Some of the world’s greatest travel writing has been about long train journeys. Grumpy old Paul Theroux rode the iron rooster through China, charming Eric Newby and frosty Laurens Van Der Post spent a week each on the Trans-Siberian – in fiction we can swan through Agatha Christie’s Orient Express or grip the seat in Christopher Isherwood’s night train to Berlin.
So, if you’re an armchair traveller as well as an actual one, you’ll have long ago drawn up your wishlist of ideal journeys: pulling out of the station in St Petersburg in the snow or gazing out a grubby window at the Gobi desert; staring down the valleys in the Rocky Mountains or watching the sun go down over the red deserts of Australia.
Dream no more. The Legendary Ghan storms through the centre of the country, from Alice Springs to Adelaide, one of the world’s great train trips.
Our journey began with a welcome ceremony on the platform in Alice on a very hot afternoon. It is a long train, Kerouac-era silver and very sleek. Sadly, there’s no smoke stack nowadays but the steam train has been retired to the nearby museum and replaced by an enormously powerful engine with a tendency towards hurtling.
I have to admit I had imagined the Ghan to be a bit more Orient Express than Overlander, so it was a slight shock to discover rolling stock familiar to anyone who has taken a sleeper on the good old Southern Aurora in the past few decades. Of course, the shock may have been due to the sudden onrush of memories of evil goings-on during those long overnight trips during a misspent youth. But I recovered my décor composure quickly: the stainless steel bathrooms are stylish all over again, and the sleeper cabins, dining and lounge cars have all been refurbished to create a train version of a posh hotel experience. The double cabins in Gold Kangaroo class are spacious and the beds (after you fight over the top bunk) comfortable. A few of the pastel shades may alarm you, but don’t let that interfere with your experience. Let’s face it: the action is really outside the window.
It has to be the best view in the world. It’s red. Very red. And it goes forever. There are bushfires burning out of control along the horizon, ruins of an old homestead, just half a chimney remaining, and the skeleton of a T-model Ford by the track. An old roo tries to race the train and bounds off (no doubt frightened by the screams of delight from the Florida retirees in the lounge car). You watch the sun go down from the lounge car, and in the morning when you wake up, outside are the wheat fields of South Australia and long, incomprehensibly straight roads.
There is plenty of time to contemplate the scenery through your own private window, and this is, after all, one of the delights of a long train journey. There are hours of sitting and looking, reading, thinking, whatever takes your fancy. I’m told some people even speak to other passengers. Perish the thought.
Mostly there is gazing. “Journeys are the midwives of thought,” wrote Alain de Botton recently. “Large thoughts at times require large views, new thoughts new places.” There’s not much time to get too deep on The Ghan though, because you also have to deal with two other crucial aspects of modern train travel: the meals and the accessories.
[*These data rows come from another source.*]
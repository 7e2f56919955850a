//! Non-modal popover root.

use std::rc::Rc;

use ratatui::crossterm::event::{KeyCode, KeyEvent, KeyEventKind};
use ratatui::layout::{Rect, Size};

use super::context::{OverlayContext, OverlayKind, Scope};
use super::floating::{FloatingAnchor, FloatingOptions, FloatingPosition};

/// Which interactions dismiss a non-modal overlay.
#[derive(Debug, Clone, Copy, PartialEq, Eq)]
pub struct DismissPolicy {
	pub on_escape: bool,
	pub on_outside_pointer: bool,
}

impl Default for DismissPolicy {
	fn default() -> Self {
		Self {
			on_escape: true,
			on_outside_pointer: true,
		}
	}
}

/// Floating content anchored to a trigger, dismissed by outside clicks or
/// Escape according to its [`DismissPolicy`].
#[derive(Debug)]
pub struct Popover {
	context: OverlayContext,
	anchor: FloatingAnchor,
	dismiss: DismissPolicy,
}

impl Default for Popover {
	fn default() -> Self {
		Self::new()
	}
}

impl Popover {
	pub fn new() -> Self {
		Self::with_kind(OverlayKind::Popover)
	}

	pub(crate) fn with_kind(kind: OverlayKind) -> Self {
		Self {
			context: OverlayContext::new(kind),
			anchor: FloatingAnchor::default(),
			dismiss: DismissPolicy::default(),
		}
	}

	#[must_use]
	pub fn with_floating(mut self, options: FloatingOptions) -> Self {
		self.anchor = FloatingAnchor::new(options);
		self
	}

	#[must_use]
	pub fn with_dismiss_policy(mut self, policy: DismissPolicy) -> Self {
		self.dismiss = policy;
		self
	}

	#[must_use]
	pub fn on_open_change(self, handler: impl Fn(bool) + 'static) -> Self {
		self.context.set_on_open_change(Rc::new(handler));
		self
	}

	pub fn context(&self) -> &OverlayContext {
		&self.context
	}

	pub fn scope(&self, parent: &Scope) -> Scope {
		parent.provide(&self.context)
	}

	pub fn dismiss_policy(&self) -> DismissPolicy {
		self.dismiss
	}

	pub fn is_open(&self) -> bool {
		self.context.is_open()
	}

	pub fn open(&mut self) -> bool {
		self.context.set_open(true)
	}

	pub fn close(&mut self) -> bool {
		let changed = self.context.set_open(false);
		if changed {
			self.anchor.reset();
		}
		changed
	}

	pub fn toggle(&mut self) -> bool {
		if self.is_open() {
			self.close();
			false
		} else {
			self.open();
			true
		}
	}

	/// Pointer-down that landed outside both trigger and content.
	pub fn pointer_down_outside(&mut self) -> bool {
		self.dismiss.on_outside_pointer && self.close()
	}

	/// Returns `true` when the key dismissed the popover.
	pub fn handle_key(&mut self, key: &KeyEvent) -> bool {
		key.kind != KeyEventKind::Release
			&& key.code == KeyCode::Esc
			&& self.dismiss.on_escape
			&& self.close()
	}

	/// Recompute placement after layout, scroll or resize.
	///
	/// Does nothing while closed. Returns the new position if it moved.
	pub fn layout(&mut self, trigger: Rect, content: Size, viewport: Rect) -> Option<FloatingPosition> {
		if !self.is_open() {
			return None;
		}
		// Closing through a sub-view clears the mounted position but not the anchor.
		let unplaced = self.context.position().is_none();
		let moved = self.anchor.update(trigger, content, viewport);
		let position = self.anchor.position();
		self.context.set_position(position);
		if unplaced { position } else { moved }
	}
}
In line with the refurbishment, The Ghan also places a tremendous emphasis on food. On reaching the dining car with its little booths, you’ll find linen tablecloths and fresh flowers. The dinner menu ranges from Maggie Beer’s sublime mushroom pate to kangaroo fillet to crème caramel, all freshly cooked in cramped and rattling conditions by a couple of heroic chefs with steady hands.
Like any posh hotel, the train also supplies those cute little products that always have us running for the bathroom on arrival – never mind the marble Jacuzzi, is there a sewing kit? The Ghan does not confine itself to shampoo and conditioner: each traveller is presented with a certificate and lapel pin at the end of the journey. In this and many other ways, it is consciously created as a special journey, and it is not one you will easily forget.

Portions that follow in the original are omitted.